Administration via Syringe Pump

  1. After reconstituting all required vials, withdraw the reconstituted solution from each vial using a large syringe (50 mL or larger) equipped with a 20-gauge needle (or smaller diameter, e.g., 21-gauge).
  2. Prepare the bolus and infusion doses in separate large-volume syringes.
  3. Due to the larger volume, high-dose bolus and infusion must be divided into additional syringes (two syringes each for bolus and infusion).
  4. To prevent accidental air transfer, keep the syringe needle pointing upward and do not lay the syringe down between draws.
  5. Before administration, connect necessary accessories (e.g., extension tubing, in-line filter made of polyethersulfone (PES) with a pore size of 0.2 or 0.22 micron or equivalent low-protein-binding filter, syringe pump).
  6. Administer the reconstituted solution at the appropriate rate.
  7. Dispose of all used syringes, needles, vials, and unused portions of the reconstituted solution according to local regulations.
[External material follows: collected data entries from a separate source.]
// Copyright 2025 Lablup Inc. and Jeongkyu Shin
//
// Licensed under the Apache License, Version 2.0 (the "License");
// you may not use this file except in compliance with the License.
// You may obtain a copy of the License at
//
//     http://www.apache.org/licenses/LICENSE-2.0
//
// Unless required by applicable law or agreed to in writing, software
// distributed under the License is distributed on an "AS IS" BASIS,
// WITHOUT WARRANTIES OR CONDITIONS OF ANY KIND, either express or implied.
// See the License for the specific language governing permissions and
// limitations under the License.

//! Remote command execution and shell output monitoring over SSH.
//!
//! [`ssh::RemoteSession`] runs one-shot commands and bridges interactive
//! shells into plain byte streams; [`monitor::LineMonitor`] watches such a
//! stream in the background and keeps the latest output line.

pub mod cli;
pub mod config;
pub mod monitor;
pub mod ssh;
pub mod utils;

pub use cli::Cli;
pub use config::Profile;
pub use monitor::{LineMonitor, MonitorHandle, MonitorOutcome, MonitorReport, MonitorState};
pub use ssh::{CommandOutput, RemoteSession, SessionIdentity, SshSession, SshTransport, TransportError};
// Copyright 2025 Lablup Inc. and Jeongkyu Shin
//
// Licensed under the Apache License, Version 2.0 (the "License");
// you may not use this file except in compliance with the License.
// You may obtain a copy of the License at
//
//     http://www.apache.org/licenses/LICENSE-2.0
//
// Unless required by applicable law or agreed to in writing, software
// distributed under the License is distributed on an "AS IS" BASIS,
// WITHOUT WARRANTIES OR CONDITIONS OF ANY KIND, either express or implied.
// See the License for the specific language governing permissions and
// limitations under the License.

//! Error types for the transport session and its channel streams.
//!
//! # Error Categories
//!
//! - [`TransportError`]: authentication, handshake, trust-store and
//!   channel-open failures. Terminal for the current operation, never retried.
//! - [`StreamError`]: I/O faults while moving bytes through a channel or the
//!   shell output pipe.

use std::io;
use std::path::PathBuf;
use thiserror::Error;

/// Failures while establishing or using a transport session.
#[derive(Debug, Error)]
pub enum TransportError {
    /// A required identity field was not populated before `connect`.
    #[error("session identity is incomplete: {0} is not set")]
    IncompleteIdentity(&'static str),

    /// The known-hosts file could not be read.
    #[error("failed to read known hosts file {}: {source}", path.display())]
    TrustStore {
        path: PathBuf,
        #[source]
        source: io::Error,
    },

    /// No known-hosts path was configured and none could be derived.
    #[error("no known hosts file available for strict host key checking")]
    TrustStoreUnavailable,

    /// The host name did not resolve to any usable address.
    #[error("unable to resolve {host}: {source}")]
    AddressInvalid {
        host: String,
        #[source]
        source: io::Error,
    },

    /// Handshake and authentication did not finish within the configured timeout.
    #[error("connection to {host}:{port} timed out after {timeout_ms} ms")]
    ConnectTimeout {
        host: String,
        port: u16,
        timeout_ms: u64,
    },

    /// The server's host key did not match the trust store.
    #[error("host key verification failed")]
    ServerCheckFailed,

    #[error("password authentication was rejected")]
    PasswordWrong,

    #[error("public key authentication was rejected")]
    KeyAuthFailed,

    /// The private key could not be loaded or decrypted.
    #[error("unable to load private key: {0}")]
    KeyInvalid(#[from] russh::keys::Error),

    /// An operation that needs a live session was invoked without one.
    #[error("session is not connected")]
    NotConnected,

    /// The server refused or failed to set up a channel.
    #[error("failed to open {kind} channel: {reason}")]
    ChannelOpen { kind: &'static str, reason: String },

    /// Reading or writing a channel failed mid-operation.
    #[error(transparent)]
    Stream(#[from] StreamError),

    /// Any other protocol-level failure reported by russh.
    #[error("SSH protocol error: {0}")]
    Ssh(#[from] russh::Error),
}

/// Failures while moving bytes through a channel or pipe.
#[derive(Debug, Error)]
pub enum StreamError {
    #[error("I/O error on {context}: {source}")]
    Io {
        context: &'static str,
        #[source]
        source: io::Error,
    },

    /// The remote side went away while data was still being exchanged.
    #[error("channel closed unexpectedly")]
    ChannelClosed,

    #[error("SSH channel error: {0}")]
    Protocol(#[source] russh::Error),
}

impl StreamError {
    pub fn io(context: &'static str, source: io::Error) -> Self {
        Self::Io { context, source }
    }
}
// Copyright 2025 Lablup Inc. and Jeongkyu Shin
//
// Licensed under the Apache License, Version 2.0 (the "License");
// you may not use this file except in compliance with the License.
// You may obtain a copy of the License at
//
//     http://www.apache.org/licenses/LICENSE-2.0
//
// Unless required by applicable law or agreed to in writing, software
// distributed under the License is distributed on an "AS IS" BASIS,
// WITHOUT WARRANTIES OR CONDITIONS OF ANY KIND, either express or implied.
// See the License for the specific language governing permissions and
// limitations under the License.

//! Scripted in-memory transport used by the unit tests.
//!
//! Every connection and channel it hands out is recorded so tests can assert
//! on connects, disconnects, channel closes and the exact bytes a remote
//! process would have read from stdin.

use async_trait::async_trait;
use std::io;
use std::pin::Pin;
use std::sync::atomic::{AtomicBool, AtomicUsize, Ordering};
use std::sync::{Arc, Mutex};
use std::task::{Context, Poll};
use tokio::io::{AsyncRead, ReadBuf};
use tokio::sync::mpsc;

use super::error::{StreamError, TransportError};
use super::identity::SessionIdentity;
use super::known_hosts::ServerCheckMethod;
use super::transport::{ChannelEvent, ChannelKind, Connection, RemoteChannel, Transport};

/// An event a mock channel will deliver, or an injected read fault.
#[derive(Debug, Clone)]
pub enum MockEvent {
    Event(ChannelEvent),
    Fault,
}

impl MockEvent {
    pub fn data(bytes: impl AsRef<[u8]>) -> Self {
        Self::Event(ChannelEvent::Data(bytes.as_ref().to_vec()))
    }
}

#[derive(Default)]
struct MockState {
    reject_auth: bool,
    fail_shell_open: bool,
    exec_events: Vec<MockEvent>,
    shell_output: Vec<MockEvent>,
    connect_attempts: usize,
    connects: usize,
    disconnects: usize,
    connections: Vec<Arc<AtomicBool>>,
    channels: Vec<MockChannelControl>,
}

#[derive(Clone, Default)]
pub struct MockTransport {
    state: Arc<Mutex<MockState>>,
}

impl std::fmt::Debug for MockTransport {
    fn fmt(&self, f: &mut std::fmt::Formatter<'_>) -> std::fmt::Result {
        f.write_str("MockTransport")
    }
}

impl MockTransport {
    pub fn new() -> Self {
        Self::default()
    }

    /// Fail every authentication attempt.
    pub fn reject_auth(self) -> Self {
        self.state.lock().unwrap().reject_auth = true;
        self
    }

    /// Refuse to open shell channels.
    pub fn fail_shell_open(self) -> Self {
        self.state.lock().unwrap().fail_shell_open = true;
        self
    }

    /// Events every exec channel delivers before ending.
    pub fn with_exec_events(self, events: Vec<MockEvent>) -> Self {
        self.state.lock().unwrap().exec_events = events;
        self
    }

    /// Output every shell channel delivers right after opening. The channel
    /// stays open afterwards until closed by either side.
    pub fn with_shell_output(self, events: Vec<MockEvent>) -> Self {
        self.state.lock().unwrap().shell_output = events;
        self
    }

    pub fn connect_attempts(&self) -> usize {
        self.state.lock().unwrap().connect_attempts
    }

    pub fn connects(&self) -> usize {
        self.state.lock().unwrap().connects
    }

    pub fn disconnects(&self) -> usize {
        self.state.lock().unwrap().disconnects
    }

    /// Controls for every channel opened so far, in open order.
    pub fn channels(&self) -> Vec<MockChannelControl> {
        self.state.lock().unwrap().channels.clone()
    }

    /// Simulate the server dropping every live connection.
    pub fn drop_connections(&self) {
        for closed in &self.state.lock().unwrap().connections {
            closed.store(true, Ordering::SeqCst);
        }
    }
}

#[async_trait]
impl Transport for MockTransport {
    type Connection = MockConnection;

    async fn connect(
        &self,
        _identity: &SessionIdentity,
        _server_check: &ServerCheckMethod,
    ) -> Result<MockConnection, TransportError> {
        let mut state = self.state.lock().unwrap();
        state.connect_attempts += 1;
        if state.reject_auth {
            return Err(TransportError::PasswordWrong);
        }
        state.connects += 1;
        let closed = Arc::new(AtomicBool::new(false));
        state.connections.push(closed.clone());
        Ok(MockConnection {
            state: self.state.clone(),
            closed,
        })
    }
}

pub struct MockConnection {
    state: Arc<Mutex<MockState>>,
    closed: Arc<AtomicBool>,
}

#[async_trait]
impl Connection for MockConnection {
    type Channel = MockChannel;

    async fn open_channel(&self, kind: &ChannelKind) -> Result<MockChannel, TransportError> {
        let mut state = self.state.lock().unwrap();
        if self.closed.load(Ordering::SeqCst) {
            return Err(TransportError::NotConnected);
        }
        if *kind == ChannelKind::Shell && state.fail_shell_open {
            return Err(TransportError::ChannelOpen {
                kind: kind.name(),
                reason: "administratively prohibited".to_string(),
            });
        }

        let (tx, rx) = mpsc::unbounded_channel();
        let preload = match kind {
            ChannelKind::Exec(_) => state.exec_events.clone(),
            ChannelKind::Shell => state.shell_output.clone(),
        };
        for event in preload {
            let _ = tx.send(event);
        }

        let shared = Arc::new(ChannelShared {
            input: Mutex::new(Vec::new()),
            eof: AtomicBool::new(false),
            closed: AtomicBool::new(false),
            close_calls: AtomicUsize::new(0),
            // Exec channels end once their scripted events are drained.
            sender: Mutex::new(matches!(kind, ChannelKind::Shell).then_some(tx)),
        });
        state.channels.push(MockChannelControl {
            kind: kind.clone(),
            shared: shared.clone(),
        });

        Ok(MockChannel { events: rx, shared })
    }

    fn is_closed(&self) -> bool {
        self.closed.load(Ordering::SeqCst)
    }

    async fn disconnect(&self) -> Result<(), TransportError> {
        self.closed.store(true, Ordering::SeqCst);
        self.state.lock().unwrap().disconnects += 1;
        Ok(())
    }
}

#[derive(Debug)]
struct ChannelShared {
    input: Mutex<Vec<u8>>,
    eof: AtomicBool,
    closed: AtomicBool,
    close_calls: AtomicUsize,
    sender: Mutex<Option<mpsc::UnboundedSender<MockEvent>>>,
}

/// Test-side view of one opened channel.
#[derive(Clone)]
pub struct MockChannelControl {
    kind: ChannelKind,
    shared: Arc<ChannelShared>,
}

impl MockChannelControl {
    pub fn kind(&self) -> &ChannelKind {
        &self.kind
    }

    /// Everything written to the channel's stdin so far.
    pub fn input(&self) -> Vec<u8> {
        self.shared.input.lock().unwrap().clone()
    }

    pub fn eof_received(&self) -> bool {
        self.shared.eof.load(Ordering::SeqCst)
    }

    pub fn is_closed(&self) -> bool {
        self.shared.closed.load(Ordering::SeqCst)
    }

    pub fn close_calls(&self) -> usize {
        self.shared.close_calls.load(Ordering::SeqCst)
    }

    /// Deliver more output from the remote side.
    pub fn emit(&self, bytes: impl AsRef<[u8]>) {
        self.push(MockEvent::data(bytes));
    }

    /// Make the next read fail.
    pub fn fault(&self) {
        self.push(MockEvent::Fault);
    }

    /// Remote side closes: remaining events drain, then the channel ends.
    pub fn hang_up(&self) {
        self.shared.sender.lock().unwrap().take();
    }

    fn push(&self, event: MockEvent) {
        if let Some(tx) = self.shared.sender.lock().unwrap().as_ref() {
            let _ = tx.send(event);
        }
    }
}

#[derive(Debug)]
pub struct MockChannel {
    events: mpsc::UnboundedReceiver<MockEvent>,
    shared: Arc<ChannelShared>,
}

#[async_trait]
impl RemoteChannel for MockChannel {
    async fn send(&mut self, data: &[u8]) -> Result<(), StreamError> {
        if self.shared.closed.load(Ordering::SeqCst) {
            return Err(StreamError::ChannelClosed);
        }
        self.shared.input.lock().unwrap().extend_from_slice(data);
        Ok(())
    }

    async fn send_eof(&mut self) -> Result<(), StreamError> {
        self.shared.eof.store(true, Ordering::SeqCst);
        Ok(())
    }

    async fn recv(&mut self) -> Result<Option<ChannelEvent>, StreamError> {
        match self.events.recv().await {
            Some(MockEvent::Event(event)) => Ok(Some(event)),
            Some(MockEvent::Fault) => Err(StreamError::io(
                "mock channel",
                io::Error::new(io::ErrorKind::ConnectionReset, "injected fault"),
            )),
            None => Ok(None),
        }
    }

    async fn close(&mut self) -> Result<(), StreamError> {
        self.shared.close_calls.fetch_add(1, Ordering::SeqCst);
        self.shared.closed.store(true, Ordering::SeqCst);
        self.shared.sender.lock().unwrap().take();
        Ok(())
    }
}

/// Script source that yields `prefix` and then fails every further read.
#[derive(Debug)]
pub struct FailingReader {
    prefix: Option<Vec<u8>>,
}

impl FailingReader {
    pub fn after(prefix: impl AsRef<[u8]>) -> Self {
        Self {
            prefix: Some(prefix.as_ref().to_vec()),
        }
    }
}

impl AsyncRead for FailingReader {
    fn poll_read(
        mut self: Pin<&mut Self>,
        _cx: &mut Context<'_>,
        buf: &mut ReadBuf<'_>,
    ) -> Poll<io::Result<()>> {
        match self.prefix.take() {
            Some(prefix) => {
                buf.put_slice(&prefix);
                Poll::Ready(Ok(()))
            }
            None => Poll::Ready(Err(io::Error::new(io::ErrorKind::Other, "disk gone"))),
        }
    }
}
Administration via Intravenous Bags

  1. After reconstituting all required vials, withdraw the reconstituted solution from each vial using a large syringe (50 mL or larger) equipped with a 20-gauge needle (or smaller diameter, e.g., 21-gauge).
  2. Transfer the reconstituted solution from the syringe into appropriate IV bags.
  3. Repeat steps 1 and 2 to transfer the entire volume of bolus and infusion into PO or PVC IV bags.
  4. To ensure proper administration rate, it is recommended to divide the bolus and infusion into two separate bags. Alternatively, a single PO or PVC IV bag may be used for both bolus and infusion, but the correct infusion rate must be ensured when transitioning from bolus to infusion.
  5. Before administration, connect necessary accessories (e.g., extension tubing, in-line filter made of polyethersulfone (PES) with a pore size of 0.2 or 0.22 micron or equivalent low-protein-binding filter, IV pump).
  6. Administer the reconstituted solution at the appropriate rate.

Disposal

All used syringes, needles, vials, and unused portions of the reconstituted solution must be disposed of in accordance with applicable local regulations.